I've never heard of that! My Bailee had a few lutino siblings and they were just as well fed as he was!


----------



## sweetrsue (Jul 8, 2008)

These were is a box with no top. I was wondering now that I have them and plan to give them a proper box. Will it help? The fact that they won't be able to see them so clearly I'm hopeing will prevent them from treating them differently. What do you think? Is that logical?


----------



## xxxSpikexxx (Jul 30, 2007)

That is strange  I don't think they would be able to tell if it was their egg or not. I have heard of other birds laying in another birds nest and the other birds taking care of the babies. I would keep a close eye on the lutino and make sure she is getting feed enough.


----------



## sweetrsue (Jul 8, 2008)

I don't have any eggs from this pair yet. Have only had them a short time and don't want to breed them while they are not in top shape. The lady who had them said they hadn't bred this year but I don't want to take any chances. Next spring is plenty soon enough. I was just trying to get oppinions and ideas re: this weird behavior. I visited one other site where a lady had a pair that did the same thing. Refused to feed Lutino's. I never heard of a 'tiel refusing to feed a specific mutation.

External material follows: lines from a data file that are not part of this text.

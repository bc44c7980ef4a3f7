//! Page routing: location token <-> visible page.
//!
//! The mapping is a route table. [`resolve`] reads it one way (token to page)
//! and [`PageRouter::apply`] the other (page to visibility flags and canonical
//! token).

use survey_wizard_types::{Location, PageId, PageView};
use tracing::debug;

/// One row of the route table.
#[derive(Debug, Clone, Copy, PartialEq, Eq)]
pub struct Route {
    /// The page this row maps to.
    pub page: PageId,
    /// The canonical token written for the page.
    pub token: &'static str,
    /// Other tokens accepted for the page without being rewritten.
    pub aliases: &'static [&'static str],
}

impl Route {
    /// Check if `token` selects this route.
    pub fn matches(&self, token: &str) -> bool {
        self.token == token || self.aliases.contains(&token)
    }
}

/// The route table. Tokens not listed here resolve to the landing page.
pub const ROUTES: &[Route] = &[
    Route {
        page: PageId::Landing,
        token: "",
        aliases: &["#home"],
    },
    Route {
        page: PageId::Intro,
        token: "#intro",
        aliases: &[],
    },
    Route {
        page: PageId::SurveyForm,
        token: "#survey",
        aliases: &[],
    },
];

/// Map a location token to a page. Total: unknown tokens give `Landing`.
pub fn resolve(token: &str) -> PageId {
    ROUTES
        .iter()
        .find(|route| route.matches(token))
        .map(|route| route.page)
        .unwrap_or_default()
}

/// The canonical token for `page`.
pub fn canonical_token(page: PageId) -> &'static str {
    ROUTES
        .iter()
        .find(|route| route.page == page)
        .map_or("", |route| route.token)
}

fn route_matches(page: PageId, token: &str) -> bool {
    ROUTES
        .iter()
        .any(|route| route.page == page && route.matches(token))
}

/// Keeps the visible page and the location token in agreement.
#[derive(Debug, Clone, Default)]
pub struct PageRouter {
    current: PageId,
}

impl PageRouter {
    /// Create a router. Nothing is rendered until [`sync`](Self::sync).
    pub fn new() -> Self {
        Self::default()
    }

    /// The page shown by the last `apply`.
    pub fn current(&self) -> PageId {
        self.current
    }

    /// Show `page` and nothing else, and make the token canonical.
    ///
    /// The token is rewritten in place when it does not already select
    /// `page`, so no history entry is added.
    pub fn apply(&mut self, page: PageId, location: &mut impl Location, view: &mut impl PageView) {
        for candidate in PageId::ALL {
            view.set_page_visible(candidate, candidate == page);
        }
        view.set_landing_mode(page == PageId::Landing);

        if !route_matches(page, location.token()) {
            let token = canonical_token(page);
            debug!(from = location.token(), to = token, "rewriting location token");
            location.replace(token);
        }

        self.current = page;
        debug!(%page, "page applied");
    }

    /// Re-read the live token and apply the page it selects.
    ///
    /// Used on first load and for every external navigation event.
    pub fn sync(&mut self, location: &mut impl Location, view: &mut impl PageView) -> PageId {
        let page = resolve(location.token());
        self.apply(page, location, view);
        page
    }

    /// Explicit navigation: push the page's token and re-render.
    ///
    /// Returns `false` without rendering when the live token already selects
    /// `page` (no change notification would fire).
    pub fn navigate(
        &mut self,
        page: PageId,
        location: &mut impl Location,
        view: &mut impl PageView,
    ) -> bool {
        if route_matches(page, location.token()) {
            return false;
        }
        location.push(canonical_token(page));
        self.sync(location, view);
        true
    }
}
//! # survey-wizard-ratatui
//!
//! Terminal front-end for survey-wizard.
//!
//! [`TerminalSurface`] implements the view traits; [`RatatuiApp`] reads keys,
//! feeds them to the [`Wizard`](survey_wizard::Wizard) and redraws.
//!
//! ## Keys
//!
//! - `Enter` - view survey, start survey, next section, submit
//! - `Tab` / `Shift+Tab` - move between fields
//! - `↑` / `↓` and `Space` - pick an option, toggle a checkbox
//! - `PgUp` / `PgDn` - previous / next section
//! - `Alt+←` / `Alt+→` - back / forward through the page history
//! - `Esc` - quit

mod backend;
mod draw;
mod surface;

pub use backend::{RatatuiApp, RatatuiError, TerminalWizard};
pub use surface::{TerminalSurface, Theme};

Weird!!!


----------



## xxxSpikexxx (Jul 30, 2007)

Oh yes I forgot :blush: That is quite weird.


----------



## allen (Aug 25, 2007)

ok my breeder does foster other eggs from different tiels and when they do hatch they do feed them as well


----------



## sweetrsue (Jul 8, 2008)

I'va had 'tiels in the past. I never had any problem with them feeding any baby. Theirs or not. I think it was the enviroment they were in. When I set them up it will be in a decent size cage with a proper nestbox. No other birds in the same room to distract them. If they thought the Lutino wasn't theirs May be this will remove any doubt. I don't know if they could possibly have that kind of awareness but if they do that should help...I hope


----------



## Will (Jul 28, 2008)

My budgies had lutino babies and they fed them. i've never heard of anything like this. Those tiels are simply racist


----------



## atvchick95 (Sep 17, 2007)

one nest box to 40 birds ????? that isn't even right. nor is it healthy 

the only thing i can come up with was more then one female used this nest box at the same time, and the "lutino" was NOT this pairs baby, Not all birds will willing take on another birds baby (just like not all cats and dogs will foster other cats/dogs babies) 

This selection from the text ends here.